[WORK TO COMPLETE] Where does the word "match" appear in the data? Copy every line that holds it.
■ ■ ■ ■ ■
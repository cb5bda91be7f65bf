//! Discord messaging operations used by the task queue.
//!
//! The queue handlers only need a handful of Discord operations, so they talk to a
//! [`DiscordGateway`] rather than to serenity directly. [`SerenityGateway`] is the
//! production implementation; tests substitute a recording mock.
//!
//! Lookups that hit a missing channel, message or user answer with `false` / `None`.
//! Writes against a missing channel or message fail with `AppError::NotFound`. Every
//! other Discord failure is returned as `AppError::DiscordErr`. Both go through the
//! queue's retry path.

use dioxus_logger::tracing;
use serenity::{
    all::{ChannelId, CreateMessage, EditMessage, Mentionable, MessageId, ShardManager, UserId},
    async_trait,
    http::{Http, HttpError},
};
use std::sync::Arc;

use crate::error::AppError;

/// Discord operations the queue handlers depend on.
#[async_trait]
pub trait DiscordGateway: Send + Sync {
    /// Posts a message and returns the new message's ID.
    async fn send_message(&self, channel_id: u64, content: &str) -> Result<u64, AppError>;

    /// Replaces the content of an existing message.
    async fn edit_message(
        &self,
        channel_id: u64,
        message_id: u64,
        content: &str,
    ) -> Result<(), AppError>;

    async fn delete_message(&self, channel_id: u64, message_id: u64) -> Result<(), AppError>;

    /// Whether the message can still be fetched from the channel.
    async fn message_exists(&self, channel_id: u64, message_id: u64) -> Result<bool, AppError>;

    /// Mention string for a Discord user, or `None` if the user cannot be resolved.
    async fn user_mention(&self, user_id: u64) -> Result<Option<String>, AppError>;

    /// Whether the channel can be resolved.
    async fn channel_exists(&self, channel_id: u64) -> Result<bool, AppError>;

    async fn send_direct_message(&self, user_id: u64, content: &str) -> Result<(), AppError>;

    /// Disconnects every shard, ending the bot session.
    async fn shutdown(&self);
}

/// Gateway backed by the bot's shared serenity HTTP client.
pub struct SerenityGateway {
    http: Arc<Http>,
    shard_manager: Option<Arc<ShardManager>>,
}

impl SerenityGateway {
    /// Creates a gateway over the bot's HTTP client.
    ///
    /// # Arguments
    /// - `http` - Discord HTTP client shared with the bot client
    /// - `shard_manager` - Shard manager used by `shutdown`; `None` makes shutdown a no-op
    pub fn new(http: Arc<Http>, shard_manager: Option<Arc<ShardManager>>) -> Self {
        Self {
            http,
            shard_manager,
        }
    }
}

/// Converts a failed write, naming the missing resource when Discord answered 404.
fn write_error(error: serenity::Error, resource: impl FnOnce() -> String) -> AppError {
    if is_not_found(&error) {
        AppError::NotFound(format!("{} not found", resource()))
    } else {
        error.into()
    }
}

/// Whether a serenity error is Discord answering 404 for the requested resource.
fn is_not_found(error: &serenity::Error) -> bool {
    match error {
        serenity::Error::Http(HttpError::UnsuccessfulRequest(response)) => {
            response.status_code.as_u16() == 404
        }
        _ => false,
    }
}

#[async_trait]
impl DiscordGateway for SerenityGateway {
    async fn send_message(&self, channel_id: u64, content: &str) -> Result<u64, AppError> {
        let message = ChannelId::new(channel_id)
            .send_message(&self.http, CreateMessage::new().content(content))
            .await
            .map_err(|e| write_error(e, || format!("Channel {}", channel_id)))?;

        Ok(message.id.get())
    }

    async fn edit_message(
        &self,
        channel_id: u64,
        message_id: u64,
        content: &str,
    ) -> Result<(), AppError> {
        let edit_builder = EditMessage::new().content(content);

        self.http
            .edit_message(
                ChannelId::new(channel_id),
                MessageId::new(message_id),
                &edit_builder,
                vec![],
            )
            .await
            .map_err(|e| write_error(e, || format!("Message {}", message_id)))?;

        Ok(())
    }

    async fn delete_message(&self, channel_id: u64, message_id: u64) -> Result<(), AppError> {
        self.http
            .delete_message(ChannelId::new(channel_id), MessageId::new(message_id), None)
            .await
            .map_err(|e| write_error(e, || format!("Message {}", message_id)))?;

        Ok(())
    }

    async fn message_exists(&self, channel_id: u64, message_id: u64) -> Result<bool, AppError> {
        match self
            .http
            .get_message(ChannelId::new(channel_id), MessageId::new(message_id))
            .await
        {
            Ok(_) => Ok(true),
            Err(e) if is_not_found(&e) => Ok(false),
            Err(e) => Err(e.into()),
        }
    }

    async fn user_mention(&self, user_id: u64) -> Result<Option<String>, AppError> {
        match self.http.get_user(UserId::new(user_id)).await {
            Ok(user) => Ok(Some(user.mention().to_string())),
            Err(e) if is_not_found(&e) => {
                tracing::debug!("Discord user {} not found, rendering without mention", user_id);
                Ok(None)
            }
            Err(e) => Err(e.into()),
        }
    }

    async fn channel_exists(&self, channel_id: u64) -> Result<bool, AppError> {
        match self.http.get_channel(ChannelId::new(channel_id)).await {
            Ok(_) => Ok(true),
            Err(e) if is_not_found(&e) => Ok(false),
            Err(e) => Err(e.into()),
        }
    }

    async fn send_direct_message(&self, user_id: u64, content: &str) -> Result<(), AppError> {
        UserId::new(user_id)
            .direct_message(&self.http, CreateMessage::new().content(content))
            .await?;

        Ok(())
    }

    async fn shutdown(&self) {
        match &self.shard_manager {
            Some(shard_manager) => shard_manager.shutdown_all().await,
            None => tracing::warn!("No shard manager attached, skipping shard shutdown"),
        }
    }
}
■ ■ ■ ■ ■
[ANSWER TO THE PROBLEM]
    match error {
        match self
        match self.http.get_user(UserId::new(user_id)).await {
        match self.http.get_channel(ChannelId::new(channel_id)).await {
        match &self.shard_manager {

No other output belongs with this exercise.